# CULTURELLE, for pete's sake!



## Guest (Jul 20, 2000)

I am frustrated. The probiotic product which was working SO INCREDIBLY well for me in terms of my IBS symptoms seemed to have the negative effect of causing lactic acid to accumulate in my body, which not only causes significant fatigue, but is also quite dangerous. For this reason, I switched yesterday to Culturelle, and it just doesn't work anywhere near as well as the other probiotics did.

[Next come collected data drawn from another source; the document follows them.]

//! Terminal stand-in for the visualizer window: builds a random layout through the same click
//! policy a mouse user would go through, then redraws the grid as ASCII after every search step.
use clap::Parser;
use grid_visualizer::{
    pixel_to_cell, Algorithm, CancelFlag, Editor, PathingGrid, SearchEngine, SearchOutcome,
};
use log::info;
use rand::{rngs::StdRng, Rng, SeedableRng};
use std::thread;
use std::time::Duration;

#[derive(Parser, Debug, Clone)]
#[command(author, version, about, long_about = None)]
struct Config {
    /// Number of rows (and columns) of the grid.
    #[arg(long, default_value_t = 20)]
    rows: usize,

    /// Width of the simulated drawing area in pixels.
    #[arg(long, default_value_t = 500)]
    width: u32,

    /// Search strategy, `astar` or `dijkstra`.
    #[arg(long, default_value = "astar")]
    algorithm: Algorithm,

    /// Chance of each simulated click after start and end to draw a barrier.
    #[arg(long, default_value_t = 0.3)]
    barrier_density: f64,

    #[arg(long)]
    seed: Option<u64>,

    /// Pause between frames.
    #[arg(long, default_value_t = 30)]
    delay_ms: u64,

    /// Abort the search after this many steps.
    #[arg(long)]
    max_steps: Option<usize>,

    /// Only print the final frame.
    #[arg(long, default_value_t = false)]
    quiet: bool,
}

fn random_pixel(rng: &mut StdRng, width: u32) -> (u32, u32) {
    (rng.gen_range(0..width), rng.gen_range(0..width))
}

/// Clicks random pixels until start and end are placed, then scatters barriers.
fn build_layout(config: &Config, rng: &mut StdRng) -> Editor {
    let mut editor = Editor::new(config.rows, config.width);
    while editor.start().is_none() || editor.end().is_none() {
        editor.left_click(random_pixel(rng, config.width));
    }
    let cell_size = editor.grid().cell_size().max(1);
    for row in 0..config.rows as u32 {
        for col in 0..config.rows as u32 {
            if rng.gen_bool(config.barrier_density) {
                let pixel = (
                    row * cell_size + cell_size / 2,
                    col * cell_size + cell_size / 2,
                );
                if pixel_to_cell(pixel, config.rows, config.width).is_some() {
                    editor.left_click(pixel);
                }
            }
        }
    }
    editor
}

fn draw(grid: &PathingGrid, frame: usize) {
    // Clear the terminal and move the cursor home before every frame.
    print!("\x1B[2J\x1B[H");
    println!("step {frame}");
    print!("{grid}");
}

fn main() {
    env_logger::Builder::from_default_env()
        .filter_level(log::LevelFilter::Info)
        .init();
    let config = Config::parse();
    let seed = config.seed.unwrap_or_else(|| rand::thread_rng().gen());
    info!(
        "Building a {}x{} grid with seed {}",
        config.rows, config.rows, seed
    );
    let mut rng = StdRng::seed_from_u64(seed);
    let mut editor = build_layout(&config, &mut rng);

    let cancel = CancelFlag::new();
    let mut engine = SearchEngine::new(config.algorithm.heuristic())
        .with_cancel_flag(cancel.clone());
    let delay = Duration::from_millis(config.delay_ms);
    let mut frame = 0;
    let mut observer = |grid: &PathingGrid| {
        frame += 1;
        if !config.quiet {
            draw(grid, frame);
            thread::sleep(delay);
        }
        if config.max_steps.is_some_and(|max| frame >= max) {
            cancel.cancel();
        }
    };

    match editor.search(&mut engine, &mut observer) {
        Ok(outcome) => {
            draw(editor.grid(), engine.stats().steps);
            match outcome {
                SearchOutcome::PathFound(path) => println!(
                    "{}: path of cost {} found, {} cells expanded",
                    config.algorithm,
                    path.cost(),
                    engine.stats().expanded
                ),
                SearchOutcome::NoPathExists => {
                    println!("{}: the end is walled off", config.algorithm)
                }
                SearchOutcome::Cancelled => println!("{}: cancelled", config.algorithm),
            }
        }
        Err(e) => {
            eprintln!("Cannot search: {}", e);
            std::process::exit(1);
        }
    }
}
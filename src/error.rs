use grid_util::point::Point;
use thiserror::Error;

/// Reasons a search is refused before it touches the grid.
#[derive(Clone, Debug, Error, PartialEq, Eq)]
pub enum InvalidConfiguration {
    #[error("grid has zero rows")]
    EmptyGrid,
    #[error("no start cell has been placed")]
    MissingStart,
    #[error("no end cell has been placed")]
    MissingEnd,
    #[error("start and end are the same cell {0:?}")]
    StartIsEnd(Point),
    #[error("{point:?} lies outside the {rows}x{rows} grid")]
    OutOfBounds { point: Point, rows: usize },
    #[error("{0:?} is a barrier and cannot be a search endpoint")]
    BlockedEndpoint(Point),
    #[error("barriers changed since adjacency was last computed")]
    StaleAdjacency,
}

/// Errors while parsing an ASCII grid layout.
#[derive(Clone, Debug, Error, PartialEq, Eq)]
pub enum LayoutError {
    #[error("layout has no rows")]
    Empty,
    #[error("row {row} has {len} cells but the layout has {rows} rows")]
    NotSquare { row: usize, len: usize, rows: usize },
    #[error("unknown glyph {glyph:?} at row {row}, column {col}")]
    UnknownGlyph { glyph: char, row: usize, col: usize },
}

I'm so discouraged. The Culturelle actually seems to GIVE me gas and gas pains and cramping. I also heard back from a doc whom I emailed who is on Culturelle's medical team, and though extremely nice and generous with his time, he did tell me that the two large studies conducted with Culturelle and IBS did not show Culturelle to have a significant effect over the placebo group, though many patients reported noting a difference while using the Culturelle. I'm disheartened. Who's using Culturelle on this board...anybody willing to talk to me about your experience?JeanG...you saw relief...how much relief? I recall you saying it helped with your gas...this product GIVES me gas, which the doc says does occur for some patients. Sheesh. What to do now?


----------



## Persistance (Jul 11, 1999)

For heavens sakes, girl -- patience! If you talked to the expert by e-mail (or read the instructionson the box), didn't he or it tell you takes a couple of days to even a couple of weeks for the probiotic to form a "barrier" in your gut. And to expect gas for about two weeks while the bacteria recolonize and establish themselves?I have been taking this only since being on and finishing an antibiotic a week ago, although I've taken it before. I can't tell you how it works for IBS in general, but I take it in those situations to repopulate my gut. I CAN tell you the diarrhea I had in the first few days and even a week after the antibiotic does seem to be subsiding. I find that interesting that he said there were no better results from Culturelle than in the placebo group. What was he referring to? Their studies show it helps travelers diarrhea and survives antibiotics (unlike just about any probiotic out there). In which case did it not fare so well? Perhaps for IBS...which they don't make claims for.[This message has been edited by Persistance (edited 07-19-2000).]


----------



## Guest (Jul 20, 2000)

Hi, Persistance...thanks for your response. I appreciate having someone to talk to tonight.







Sorry about the lack of patience, but I think I'm just so frustrated because I had FINALLY found something which TRULY, CONSISTENTLY helped all of my symptoms, (particularly the worse and most consistent one...GAS!)...and I cannot take it due to lactic acid accumulation...the Culturelle represents a probiotic which does not cause lactic acid to accumulate in the body, which is why I've switched to it. Guess I'm sad that I don't feel great, like I did on the other probiotics.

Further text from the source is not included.